YOUR GOAL:
Please repeat the lines below exactly. Begin with the line containing "mod components;" and go on through the line containing "use dioxus::prelude::*;".

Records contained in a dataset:
·····

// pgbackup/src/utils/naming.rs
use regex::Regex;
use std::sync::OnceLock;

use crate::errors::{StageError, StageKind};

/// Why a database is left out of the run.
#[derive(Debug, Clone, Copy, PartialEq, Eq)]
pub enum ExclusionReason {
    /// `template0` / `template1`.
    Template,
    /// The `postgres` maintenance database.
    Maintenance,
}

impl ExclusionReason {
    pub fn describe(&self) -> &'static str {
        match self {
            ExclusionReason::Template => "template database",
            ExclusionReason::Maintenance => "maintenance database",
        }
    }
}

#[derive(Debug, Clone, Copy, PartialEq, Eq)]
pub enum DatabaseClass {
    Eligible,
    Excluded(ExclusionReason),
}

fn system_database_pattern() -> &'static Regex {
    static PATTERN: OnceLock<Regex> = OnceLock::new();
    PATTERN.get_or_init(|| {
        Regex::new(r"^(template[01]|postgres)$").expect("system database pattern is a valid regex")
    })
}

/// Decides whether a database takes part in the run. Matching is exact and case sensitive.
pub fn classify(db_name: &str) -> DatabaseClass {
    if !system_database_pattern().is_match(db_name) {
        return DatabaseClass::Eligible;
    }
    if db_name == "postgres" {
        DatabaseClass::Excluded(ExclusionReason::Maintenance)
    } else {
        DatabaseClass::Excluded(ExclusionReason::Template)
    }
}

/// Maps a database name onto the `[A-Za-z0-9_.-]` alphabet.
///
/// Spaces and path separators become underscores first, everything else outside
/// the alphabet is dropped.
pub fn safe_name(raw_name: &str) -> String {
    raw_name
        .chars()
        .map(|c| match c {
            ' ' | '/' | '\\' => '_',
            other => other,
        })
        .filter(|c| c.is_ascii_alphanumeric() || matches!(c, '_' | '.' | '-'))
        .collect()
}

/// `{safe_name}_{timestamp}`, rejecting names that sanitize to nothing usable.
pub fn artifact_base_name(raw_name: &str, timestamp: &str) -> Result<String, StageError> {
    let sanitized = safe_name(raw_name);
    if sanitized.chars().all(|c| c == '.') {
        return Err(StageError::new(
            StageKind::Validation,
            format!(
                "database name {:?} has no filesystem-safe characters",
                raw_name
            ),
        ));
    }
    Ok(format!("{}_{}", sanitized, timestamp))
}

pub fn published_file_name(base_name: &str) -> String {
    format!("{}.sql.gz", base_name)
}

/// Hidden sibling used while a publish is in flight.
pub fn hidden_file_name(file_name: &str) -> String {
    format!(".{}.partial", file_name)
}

·····

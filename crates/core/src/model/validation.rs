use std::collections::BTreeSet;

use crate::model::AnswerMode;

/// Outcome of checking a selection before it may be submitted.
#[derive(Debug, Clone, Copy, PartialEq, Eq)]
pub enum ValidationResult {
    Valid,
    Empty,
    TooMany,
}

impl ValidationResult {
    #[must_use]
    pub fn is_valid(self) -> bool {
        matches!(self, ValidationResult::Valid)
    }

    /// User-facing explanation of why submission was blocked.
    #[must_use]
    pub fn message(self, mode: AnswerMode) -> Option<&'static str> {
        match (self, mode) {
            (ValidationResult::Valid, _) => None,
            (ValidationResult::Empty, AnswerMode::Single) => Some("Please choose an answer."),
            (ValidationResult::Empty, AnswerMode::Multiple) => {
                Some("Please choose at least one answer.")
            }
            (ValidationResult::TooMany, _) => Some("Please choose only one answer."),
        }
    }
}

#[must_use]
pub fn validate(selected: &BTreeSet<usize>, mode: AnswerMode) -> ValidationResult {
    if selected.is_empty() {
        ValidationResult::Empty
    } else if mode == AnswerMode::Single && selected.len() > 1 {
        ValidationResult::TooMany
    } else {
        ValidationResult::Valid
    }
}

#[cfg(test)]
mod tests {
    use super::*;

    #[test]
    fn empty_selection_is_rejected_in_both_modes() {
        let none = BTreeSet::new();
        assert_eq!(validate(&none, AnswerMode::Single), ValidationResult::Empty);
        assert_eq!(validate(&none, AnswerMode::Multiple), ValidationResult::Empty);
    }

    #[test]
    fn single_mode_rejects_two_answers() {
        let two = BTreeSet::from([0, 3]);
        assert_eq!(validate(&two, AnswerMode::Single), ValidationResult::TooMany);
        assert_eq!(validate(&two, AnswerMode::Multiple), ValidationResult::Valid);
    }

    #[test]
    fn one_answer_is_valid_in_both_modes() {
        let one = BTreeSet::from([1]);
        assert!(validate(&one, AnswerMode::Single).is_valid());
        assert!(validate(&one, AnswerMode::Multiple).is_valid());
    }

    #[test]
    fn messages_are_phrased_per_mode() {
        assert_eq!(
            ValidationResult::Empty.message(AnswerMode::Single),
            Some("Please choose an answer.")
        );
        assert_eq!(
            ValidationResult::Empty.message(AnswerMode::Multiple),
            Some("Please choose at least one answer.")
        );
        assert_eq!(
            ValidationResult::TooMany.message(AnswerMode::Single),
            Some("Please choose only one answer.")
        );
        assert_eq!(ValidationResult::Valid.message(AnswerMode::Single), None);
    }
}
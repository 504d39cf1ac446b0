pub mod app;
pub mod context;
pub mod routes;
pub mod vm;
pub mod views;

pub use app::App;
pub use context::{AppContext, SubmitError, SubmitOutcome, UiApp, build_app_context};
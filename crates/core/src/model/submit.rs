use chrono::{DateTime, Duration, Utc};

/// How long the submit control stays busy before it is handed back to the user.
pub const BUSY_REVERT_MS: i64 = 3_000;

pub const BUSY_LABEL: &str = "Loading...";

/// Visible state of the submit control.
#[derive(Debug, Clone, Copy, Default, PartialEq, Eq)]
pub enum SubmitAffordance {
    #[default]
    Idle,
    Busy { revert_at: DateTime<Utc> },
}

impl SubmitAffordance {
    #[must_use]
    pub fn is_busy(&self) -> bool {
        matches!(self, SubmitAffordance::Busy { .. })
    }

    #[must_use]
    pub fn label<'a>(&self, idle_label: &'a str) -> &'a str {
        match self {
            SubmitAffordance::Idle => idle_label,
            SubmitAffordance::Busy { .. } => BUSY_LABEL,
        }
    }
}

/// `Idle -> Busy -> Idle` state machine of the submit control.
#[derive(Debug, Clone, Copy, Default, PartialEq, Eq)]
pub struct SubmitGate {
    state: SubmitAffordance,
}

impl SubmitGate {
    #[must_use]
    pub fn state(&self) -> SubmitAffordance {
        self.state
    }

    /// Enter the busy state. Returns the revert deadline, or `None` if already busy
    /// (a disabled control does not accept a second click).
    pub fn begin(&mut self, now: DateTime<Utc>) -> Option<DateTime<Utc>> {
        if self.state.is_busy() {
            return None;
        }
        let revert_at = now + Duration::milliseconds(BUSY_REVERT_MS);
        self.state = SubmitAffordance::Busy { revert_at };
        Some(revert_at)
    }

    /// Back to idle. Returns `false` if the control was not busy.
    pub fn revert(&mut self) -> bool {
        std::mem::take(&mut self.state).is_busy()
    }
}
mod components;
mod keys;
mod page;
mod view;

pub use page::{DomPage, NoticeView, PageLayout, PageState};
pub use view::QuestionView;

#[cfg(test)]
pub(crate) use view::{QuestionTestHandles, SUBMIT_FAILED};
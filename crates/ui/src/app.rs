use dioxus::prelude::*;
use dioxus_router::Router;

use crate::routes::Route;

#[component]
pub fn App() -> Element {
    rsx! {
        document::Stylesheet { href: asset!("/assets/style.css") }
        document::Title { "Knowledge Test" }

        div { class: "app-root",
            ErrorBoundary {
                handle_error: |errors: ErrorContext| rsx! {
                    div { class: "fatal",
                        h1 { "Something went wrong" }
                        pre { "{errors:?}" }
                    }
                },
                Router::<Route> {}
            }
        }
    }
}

·····

EXPECTED ANSWER:
mod components;
mod keys;
mod page;
mod view;

pub use page::{DomPage, NoticeView, PageLayout, PageState};
pub use view::QuestionView;

#[cfg(test)]
pub(crate) use view::{QuestionTestHandles, SUBMIT_FAILED};
filename crates/ui/src/app.rs
use dioxus::prelude::*;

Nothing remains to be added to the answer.